Keywords: Dystonia; Genetics; African American; DYT6; THAP1; Adult-Onset Dystonias; Dystonia, Hereditary; Focal Dystonia

INTRODUCTION

Dystonia is a clinical diagnosis based on the presence of sustained involuntary muscle contractions causing twisting, repetitive movements, or abnormal postures. Focal dystonia affects a single body region and may manifest as blepharospasm, masticatory and/or lingual dystonia, spasmodic dysphonia, cervical dystonia, and hand-forearm dystonia (e.g., writer’s cramp). Dystonia may spread to contiguous anatomical segments. Primary focal dystonia is typically late-onset (>26 years) and sporadic [1]. However, approximately 10% of subjects report a positive family history of dystonia [2]. Familial late-onset dystonia may be associated with sequence variants in the Thanatos-associated protein domain containing, apoptosis associated protein 1 (THAP1, DYT6) [2, 3]. Clinical expression is variable and penetrance reduced. In many families with THAP1 mutations identified to date, at least one member had early onset dystonia [2, 3]. Familial dystonia with exclusively late-onset has been associated with the DYT7 locus [4]. DYT13 dystonia may have a late onset, but the majority of cases described had early onset [5]. The genes implicated in DYT7 and DYT13 remain unknown. Additional families without the DYT designation have also been described [6]. The overwhelming majority of studies on dystonia have been conducted with Caucasian subjects. Scarce data suggest that dystonia may be less prevalent in populations of African descent than in Caucasians [7].

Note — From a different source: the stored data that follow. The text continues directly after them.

pub mod assigned_plan_kinds;
pub mod audiences;
pub mod duration_types;
pub mod entity_types;
pub mod notification_types;
pub mod payment_gateways;
pub mod subscription_statuses;
pub mod user_roles;
pub mod job_leases;
pub mod notifications;
pub mod plans;
pub mod subscriptions;
pub mod users;
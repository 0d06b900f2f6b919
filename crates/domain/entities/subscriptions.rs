use chrono::{DateTime, Utc};
use diesel::prelude::*;
use uuid::Uuid;

use crate::{
    domain::value_objects::{
        enums::subscription_statuses::SubscriptionStatus, subscriptions::ExpirationAnchors,
    },
    infra::db::postgres::schema::subscriptions,
};

#[derive(Debug, Clone, PartialEq, Identifiable, Selectable, Queryable)]
#[diesel(table_name = subscriptions)]
pub struct SubscriptionEntity {
    pub id: Uuid,
    pub user_id: Uuid,
    pub plan_id: Uuid,
    pub gateway: String,
    pub gateway_subscription_id: Option<String>,
    pub status: String,
    pub trial_end_at: Option<DateTime<Utc>>,
    pub next_billing_at: Option<DateTime<Utc>>,
    pub expiration_at: Option<DateTime<Utc>>,
    pub started_at: Option<DateTime<Utc>>,
    pub canceled_at: Option<DateTime<Utc>>,
    pub gateway_metadata: serde_json::Value,
    pub created_at: DateTime<Utc>,
    pub updated_at: DateTime<Utc>,
}

impl SubscriptionEntity {
    pub fn status(&self) -> Option<SubscriptionStatus> {
        SubscriptionStatus::from_str(&self.status)
    }

    pub fn anchors(&self) -> ExpirationAnchors {
        ExpirationAnchors {
            started_at: self.started_at,
            trial_end_at: self.trial_end_at,
            next_billing_at: self.next_billing_at,
        }
    }
}

/// Partial update applied by lifecycle transitions. `None` leaves the column
/// untouched.
#[derive(Debug, Clone, PartialEq, AsChangeset)]
#[diesel(table_name = subscriptions)]
pub struct SubscriptionChangeset {
    pub status: Option<String>,
    pub trial_end_at: Option<DateTime<Utc>>,
    pub next_billing_at: Option<DateTime<Utc>>,
    pub expiration_at: Option<DateTime<Utc>>,
    pub started_at: Option<DateTime<Utc>>,
    pub canceled_at: Option<DateTime<Utc>>,
    pub updated_at: DateTime<Utc>,
}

We describe an African-American (AA) family in which six members were affected by dystonia with late onset (mean, 47 years). Two additional individuals with milder clinical signs were classified as probably affected. To our knowledge, this is the first report of an AA family with hereditary dystonia.

METHODS

Affected and unaffected family members were examined by A.P. or Z.K.W. at up to three time points. Blood samples were obtained and DNA was extracted from peripheral blood leucocytes as previously described [2, 8]. In addition to freely structured notes, relevant information about the participants’ history, symptoms, and signs was collected on structured questionnaires. The physical examination included tasks intended to visualize possible subclinical signs of dystonia, such as examining the head in various positions, varying phonatory tasks to enhance abductor or adductor dysphonias, and writing. Family members who were considered affected or possibly affected were videotaped. Written informed consent was obtained from all participants. Additionally, written authorization (consent-to-disclose) has been obtained from the family members on the video clip (Video Supplement), who had been given the opportunity to view the video and the manuscript. This study was approved by the institutional review board of Mayo Clinic.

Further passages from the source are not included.